De repente, o mundo mudou. Já não era Maputo. Era Nampula. Não a Nampula visível aos olhos comuns, mas a Nampula que existe entre as pedras, por baixo das sombras, no sopro da terra. O Monte Nairuko respirava, erguendo e baixando o peito como um gigante adormecido. Da cacimba azulada saíam rostos: rostos de mulheres que venderam no mercado de Waresta metade da vida, de jovens que se perderam na história, de velhos que carregavam segredos que nunca foram escritos.

— Chegaste — disse uma voz profunda, como se o chão falasse.

Maquene aproximou-se, sentindo o ar pesado de memórias.

— Eu quero escrever algo grande.

Confessou.

— Algo que mude a literatura. Algo que acorde o meu país.

A cacimba tremulou, formando a figura de um rapaz franzino, com um caderno velho nas mãos. Maquene reconheceu-o com um susto: era ele próprio, aos doze anos, sentado no quintal da avó, escrevendo à luz fraca da torcida de candeeiro. O menino encarou-o com olhos acusadores.

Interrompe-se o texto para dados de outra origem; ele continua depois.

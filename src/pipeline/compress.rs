//! Size-targeted compression: re-encode a bitmap until it fits a byte budget.
//!
//! JPEG output walks a fixed quality ladder (95 → 20 in steps of 5) and only
//! once the floor is reached starts shrinking the image by 10 % per step.
//! The first encoding under budget wins, so the result is always the least
//! aggressive reduction that fits. When nothing fits (tiny budget, noisy
//! image) the smallest encoding attempted is returned instead of an error.
//!
//! PNG output is lossless: it is encoded once with maximum compression and
//! returned regardless of size, because dropping quality is not an option
//! and shrinking would destroy transparency-sensitive artwork.

use crate::error::ConvertError;
use crate::pipeline::color::{flatten, WHITE};
use crate::pipeline::encode::{encode_jpeg, encode_png};
use image::imageops::{self, FilterType};
use image::{DynamicImage, RgbImage};
use tracing::{debug, warn};

/// First JPEG quality tried.
pub const MAX_QUALITY: u8 = 95;

/// Lowest JPEG quality the ladder descends to.
pub const MIN_QUALITY: u8 = 20;

/// Quality decrement per step.
pub const QUALITY_STEP: u8 = 5;

/// Per-iteration dimension factor once the quality floor is reached.
pub const SCALE_FACTOR: f64 = 0.9;

/// The shrink loop stops once either dimension falls below this.
pub const MIN_DIMENSION: u32 = 100;

/// Container the compressor targets.
#[derive(Debug, Clone, Copy, PartialEq, Eq)]
pub enum TargetEncoding {
    /// Lossy; alpha is flattened against white.
    Jpeg,
    /// Lossless; alpha preserved, no size search.
    Png,
}

/// Encode `image` to fit within `budget` bytes.
///
/// A budget of 0 can never be met; the smallest attempted encoding is
/// returned after the shrink loop bottoms out.
pub fn compress(
    image: &DynamicImage,
    budget: u64,
    target: TargetEncoding,
) -> Result<Vec<u8>, ConvertError> {
    match target {
        TargetEncoding::Png => {
            let bytes = encode_png(image)?;
            debug!(bytes = bytes.len(), budget, "PNG encoded losslessly");
            Ok(bytes)
        }
        TargetEncoding::Jpeg => compress_jpeg(image, budget),
    }
}

/// Decode `encoded` and compress it. Decode errors propagate unchanged.
pub fn compress_encoded(
    encoded: &[u8],
    budget: u64,
    target: TargetEncoding,
) -> Result<Vec<u8>, ConvertError> {
    let image = image::load_from_memory(encoded).map_err(ConvertError::Decode)?;
    compress(&image, budget, target)
}

fn compress_jpeg(image: &DynamicImage, budget: u64) -> Result<Vec<u8>, ConvertError> {
    let rgb = flatten(image, WHITE);
    let mut best: Option<Vec<u8>> = None;

    for quality in quality_ladder() {
        let bytes = encode_jpeg(&rgb, quality)?;
        if fits(&bytes, budget) {
            debug!(quality, bytes = bytes.len(), budget, "JPEG fits budget");
            return Ok(bytes);
        }
        keep_smallest(&mut best, bytes);
    }

    let (orig_w, orig_h) = rgb.dimensions();
    let mut scale = 1.0_f64;
    loop {
        scale *= SCALE_FACTOR;
        let width = (f64::from(orig_w) * scale) as u32;
        let height = (f64::from(orig_h) * scale) as u32;
        if width == 0 || height == 0 {
            break;
        }

        let resized: RgbImage = imageops::resize(&rgb, width, height, FilterType::Lanczos3);
        let bytes = encode_jpeg(&resized, MIN_QUALITY)?;
        if fits(&bytes, budget) {
            debug!(width, height, bytes = bytes.len(), budget, "Downscaled JPEG fits budget");
            return Ok(bytes);
        }
        keep_smallest(&mut best, bytes);

        if width < MIN_DIMENSION || height < MIN_DIMENSION {
            break;
        }
    }

    // The quality ladder always produces at least one encoding.
    let bytes = best.unwrap_or_default();
    warn!(
        bytes = bytes.len(),
        budget, "Budget unreachable; returning smallest JPEG attempted"
    );
    Ok(bytes)
}

/// 95, 90, …, 20.
fn quality_ladder() -> impl Iterator<Item = u8> {
    (MIN_QUALITY..=MAX_QUALITY)
        .rev()
        .step_by(QUALITY_STEP as usize)
}

fn fits(bytes: &[u8], budget: u64) -> bool {
    budget > 0 && bytes.len() as u64 <= budget
}

fn keep_smallest(best: &mut Option<Vec<u8>>, candidate: Vec<u8>) {
    match best {
        Some(current) if current.len() <= candidate.len() => {}
        _ => *best = Some(candidate),
    }
}

#[cfg(test)]
mod tests {
    use super::*;
    use image::{Rgb, Rgba, RgbaImage};

    /// Deterministic noise compresses badly, which forces the shrink loop.
    fn noisy(width: u32, height: u32) -> DynamicImage {
        let mut state: u32 = 0x1234_5678;
        let img = RgbImage::from_fn(width, height, |_, _| {
            state ^= state << 13;
            state ^= state >> 17;
            state ^= state << 5;
            let [a, b, c, _] = state.to_le_bytes();
            Rgb([a, b, c])
        });
        DynamicImage::ImageRgb8(img)
    }

    fn gradient(width: u32, height: u32) -> DynamicImage {
        DynamicImage::ImageRgb8(RgbImage::from_fn(width, height, |x, y| {
            Rgb([(x % 256) as u8, (y % 256) as u8, 128])
        }))
    }

    #[test]
    fn ladder_is_95_down_to_20() {
        let steps: Vec<u8> = quality_ladder().collect();
        assert_eq!(steps.first(), Some(&95));
        assert_eq!(steps.last(), Some(&20));
        assert_eq!(steps.len(), 16);
        assert!(steps.windows(2).all(|w| w[0] - w[1] == 5));
    }

    #[test]
    fn generous_budget_returns_first_quality() {
        let img = gradient(64, 64);
        let out = compress(&img, 10 * 1024 * 1024, TargetEncoding::Jpeg).unwrap();
        let q95 = encode_jpeg(&img.to_rgb8(), 95).unwrap();
        assert_eq!(out, q95);
    }

    #[test]
    fn achievable_budget_is_met() {
        let img = noisy(400, 300);
        let budget = 20 * 1024;
        let out = compress(&img, budget, TargetEncoding::Jpeg).unwrap();
        assert!(out.len() as u64 <= budget, "{} > {budget}", out.len());
        assert!(image::load_from_memory(&out).is_ok());
    }

    #[test]
    fn unreachable_budget_stops_at_minimum_dimension() {
        let img = noisy(300, 300);
        let out = compress(&img, 1, TargetEncoding::Jpeg).unwrap();
        assert!(!out.is_empty());
        let decoded = image::load_from_memory(&out).unwrap();
        assert!(decoded.width() < MIN_DIMENSION || decoded.height() < MIN_DIMENSION);
    }

    #[test]
    fn zero_budget_returns_best_effort() {
        let img = noisy(120, 120);
        let out = compress(&img, 0, TargetEncoding::Jpeg).unwrap();
        assert!(!out.is_empty());
        let full = encode_jpeg(&img.to_rgb8(), MIN_QUALITY).unwrap();
        assert!(out.len() <= full.len());
    }

    #[test]
    fn jpeg_flattens_alpha_against_white() {
        let img = DynamicImage::ImageRgba8(RgbaImage::from_pixel(8, 8, Rgba([0, 0, 0, 0])));
        let out = compress(&img, 1024 * 1024, TargetEncoding::Jpeg).unwrap();
        let back = image::load_from_memory(&out).unwrap().to_rgb8();
        let px = back.get_pixel(4, 4);
        assert!(px.0.iter().all(|&c| c > 240), "expected white, got {px:?}");
    }

    #[test]
    fn png_is_lossless_and_ignores_budget() {
        let img = noisy(50, 40);
        let out = compress(&img, 1, TargetEncoding::Png).unwrap();
        let back = image::load_from_memory(&out).unwrap();
        assert_eq!(back.to_rgb8(), img.to_rgb8());
    }

    #[test]
    fn malformed_input_propagates_decode_error() {
        assert!(matches!(
            compress_encoded(&[], 1024, TargetEncoding::Jpeg),
            Err(ConvertError::Decode(_))
        ));
        assert!(matches!(
            compress_encoded(b"definitely not an image", 1024, TargetEncoding::Png),
            Err(ConvertError::Decode(_))
        ));
    }

    #[test]
    fn compress_encoded_round_trips_valid_png() {
        let img = gradient(32, 32);
        let png = encode_png(&img).unwrap();
        let out = compress_encoded(&png, 1024 * 1024, TargetEncoding::Jpeg).unwrap();
        assert_eq!(&out[..2], &[0xFF, 0xD8]);
    }
}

— Esqueceste por que começaste a escrever.

Maquene deu um passo atrás. O Monte Nairuko vibrou, como se sentisse a tensão.

— Eu não esqueci.

Disse, num fio de voz.

— Esqueceste, sim. Tinhas prometido escrever para salvar vidas, para revelar verdades, para erguer aquilo que a história esconde. E depois tiveste medo. Medo de ser polémico. Medo de incomodar. Medo de ser grande demais.

A figura infantil dissolveu-se, transformando-se numa mulher idosa envolta em capulanas vivas, que pareciam respirar. Os olhos dela eram tão profundos que Maquene sentiu que estava a ser lido por completo.

— Eu sou Natikiri.

Disse a mulher.

— Sou o rosto das histórias que nunca tiveste coragem de escrever. Caminha comigo.

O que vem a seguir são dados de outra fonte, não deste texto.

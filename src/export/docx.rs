//! DOCX export: a title heading, then one section per image.
//!
//! Each image gets a "Image {n}" Heading 1, a 6-inch-wide inline picture
//! (height follows the aspect ratio) and a page break.

use super::ooxml::{
    content_types_xml, escape_text, picture_xml, relationships_xml, Media, Package, Relationship,
    EMU_PER_INCH, NS_A, NS_REL, REL_IMAGE, REL_OFFICE_DOCUMENT, XML_DECL,
};
use crate::error::ConvertError;
use image::DynamicImage;
use tracing::debug;

/// Picture width in the document body.
const PICTURE_WIDTH_EMU: u64 = 6 * EMU_PER_INCH;

const NS_W: &str = "http://schemas.openxmlformats.org/wordprocessingml/2006/main";
const NS_WP: &str = "http://schemas.openxmlformats.org/drawingml/2006/wordprocessingDrawing";

const CT_DOCUMENT: &str =
    "application/vnd.openxmlformats-officedocument.wordprocessingml.document.main+xml";
const CT_STYLES: &str = "application/vnd.openxmlformats-officedocument.wordprocessingml.styles+xml";
const REL_STYLES: &str =
    "http://schemas.openxmlformats.org/officeDocument/2006/relationships/styles";

/// Build a DOCX document containing every image.
pub fn images_to_docx(images: &[DynamicImage], title: &str) -> Result<Vec<u8>, ConvertError> {
    let media = images
        .iter()
        .map(Media::from_image)
        .collect::<Result<Vec<_>, _>>()?;

    let mut pkg = Package::new("DOCX");
    pkg.add(
        "[Content_Types].xml",
        content_types_xml(&[
            ("/word/document.xml".to_string(), CT_DOCUMENT),
            ("/word/styles.xml".to_string(), CT_STYLES),
        ])
        .as_bytes(),
    )?;
    pkg.add(
        "_rels/.rels",
        relationships_xml(&[Relationship {
            id: "rId1".into(),
            kind: REL_OFFICE_DOCUMENT,
            target: "word/document.xml".into(),
        }])
        .as_bytes(),
    )?;

    let mut rels = vec![Relationship {
        id: "rId1".into(),
        kind: REL_STYLES,
        target: "styles.xml".into(),
    }];
    for (i, m) in media.iter().enumerate() {
        let n = i + 1;
        rels.push(Relationship {
            id: image_rel_id(n),
            kind: REL_IMAGE,
            target: format!("media/image{n}.png"),
        });
        pkg.add(&format!("word/media/image{n}.png"), &m.png)?;
    }
    pkg.add("word/_rels/document.xml.rels", relationships_xml(&rels).as_bytes())?;
    pkg.add("word/styles.xml", STYLES_XML.as_bytes())?;
    pkg.add("word/document.xml", document_xml(title, &media).as_bytes())?;

    let bytes = pkg.finish()?;
    debug!(images = media.len(), bytes = bytes.len(), "DOCX assembled");
    Ok(bytes)
}

fn image_rel_id(n: usize) -> String {
    format!("rId{}", n + 1)
}

fn document_xml(title: &str, media: &[Media]) -> String {
    let mut body = paragraph("Title", title);
    for (i, m) in media.iter().enumerate() {
        let n = i + 1;
        let cy = (PICTURE_WIDTH_EMU as f64 / m.ratio()).round().max(1.0) as u64;
        body.push_str(&paragraph("Heading1", &format!("Image {n}")));
        body.push_str(&format!(
            concat!(
                r#"<w:p><w:r><w:drawing><wp:inline distT="0" distB="0" distL="0" distR="0">"#,
                r#"<wp:extent cx="{cx}" cy="{cy}"/><wp:docPr id="{n}" name="Picture {n}"/>"#,
                r#"<wp:cNvGraphicFramePr><a:graphicFrameLocks noChangeAspect="1"/></wp:cNvGraphicFramePr>"#,
                r#"<a:graphic><a:graphicData uri="http://schemas.openxmlformats.org/drawingml/2006/picture">"#,
                "{pic}",
                r#"</a:graphicData></a:graphic></wp:inline></w:drawing></w:r></w:p>"#
            ),
            cx = PICTURE_WIDTH_EMU,
            cy = cy,
            n = n,
            pic = picture_xml("pic", n, &image_rel_id(n), 0, 0, PICTURE_WIDTH_EMU, cy),
        ));
        body.push_str(r#"<w:p><w:r><w:br w:type="page"/></w:r></w:p>"#);
    }

    format!(
        concat!(
            "{decl}",
            r#"<w:document xmlns:w="{w}" xmlns:r="{r}" xmlns:wp="{wp}" xmlns:a="{a}">"#,
            "<w:body>{body}",
            r#"<w:sectPr><w:pgSz w:w="12240" w:h="15840"/>"#,
            r#"<w:pgMar w:top="1440" w:right="1440" w:bottom="1440" w:left="1440" w:header="720" w:footer="720" w:gutter="0"/>"#,
            "</w:sectPr></w:body></w:document>"
        ),
        decl = XML_DECL,
        w = NS_W,
        r = NS_REL,
        wp = NS_WP,
        a = NS_A,
        body = body,
    )
}

fn paragraph(style: &str, text: &str) -> String {
    format!(
        r#"<w:p><w:pPr><w:pStyle w:val="{style}"/></w:pPr><w:r><w:t xml:space="preserve">{}</w:t></w:r></w:p>"#,
        escape_text(text)
    )
}

const STYLES_XML: &str = concat!(
    r#"<?xml version="1.0" encoding="UTF-8" standalone="yes"?>"#,
    r#"<w:styles xmlns:w="http://schemas.openxmlformats.org/wordprocessingml/2006/main">"#,
    r#"<w:style w:type="paragraph" w:default="1" w:styleId="Normal"><w:name w:val="Normal"/><w:rPr><w:sz w:val="22"/></w:rPr></w:style>"#,
    r#"<w:style w:type="paragraph" w:styleId="Title"><w:name w:val="Title"/><w:basedOn w:val="Normal"/><w:next w:val="Normal"/>"#,
    r#"<w:pPr><w:spacing w:after="300"/></w:pPr><w:rPr><w:sz w:val="56"/></w:rPr></w:style>"#,
    r#"<w:style w:type="paragraph" w:styleId="Heading1"><w:name w:val="heading 1"/><w:basedOn w:val="Normal"/><w:next w:val="Normal"/>"#,
    r#"<w:pPr><w:keepNext/><w:spacing w:before="480"/><w:outlineLvl w:val="0"/></w:pPr><w:rPr><w:b/><w:sz w:val="28"/></w:rPr></w:style>"#,
    "</w:styles>"
);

Ele caminhou. Natikiri mostrou-lhe Maputo e Nampula entrelaçadas numa teia invisível: jovens escritores discutindo poesia nas esquinas, crianças aprendendo a ler com livros que ainda não existem, mercados cantando memórias que se perdem todos os dias, mulheres e homens carregando histórias que ninguém regista. Mostrou-lhe também futuros possíveis — alguns luminosos, outros sombrios —, todos dependentes das palavras que ele ainda não escrevera.

— A tua solidão sempre te falou.

Disse Natikiri.

— Mas tu raramente a escutaste por completo.

O chão transformou-se em páginas. O céu tornou-se tinta. E as pessoas que passavam eram metáforas vivas, palavras ambulantes, fragmentos de um livro que já existia, mas ainda não fora escrito.

Maquene caiu de joelhos, sufocado de emoção e medo.

— Não sei se consigo.

Confessou.

— Não sei se aguento escrever tudo o que vejo.

— Consegues.

Murmurou a cidade que o envolvia.

— Mas só se escreveres a verdade, mesmo que doa. Mesmo que gere polémica. Mesmo que revolucione. Mesmo que te quebre.

Quando abriu os olhos, estava de volta à sua mesa na Mafalala. O calor, o silêncio, a caneta suspensa no ar. Tudo parecia igual. Mas ele não era o mesmo. Começou a escrever. Sem respirar fundo, sem hesitar, sem pedir licença ao medo. As paredes ficaram quietas, como se respeitassem o que estava a nascer.

Escreveu Maputo que fala. Nampula que guarda. A criança que o acusou. A velha que o guiou. As memórias que nunca se escrevem. As verdades que ninguém ousa tocar. A solidão que se tornou porta, e não prisão.

Quando terminou, o sol nascia. A luz invadiu o quarto como uma bênção. E, pela primeira vez, Afonso Maquene percebeu que não estava sozinho. Nunca estivera.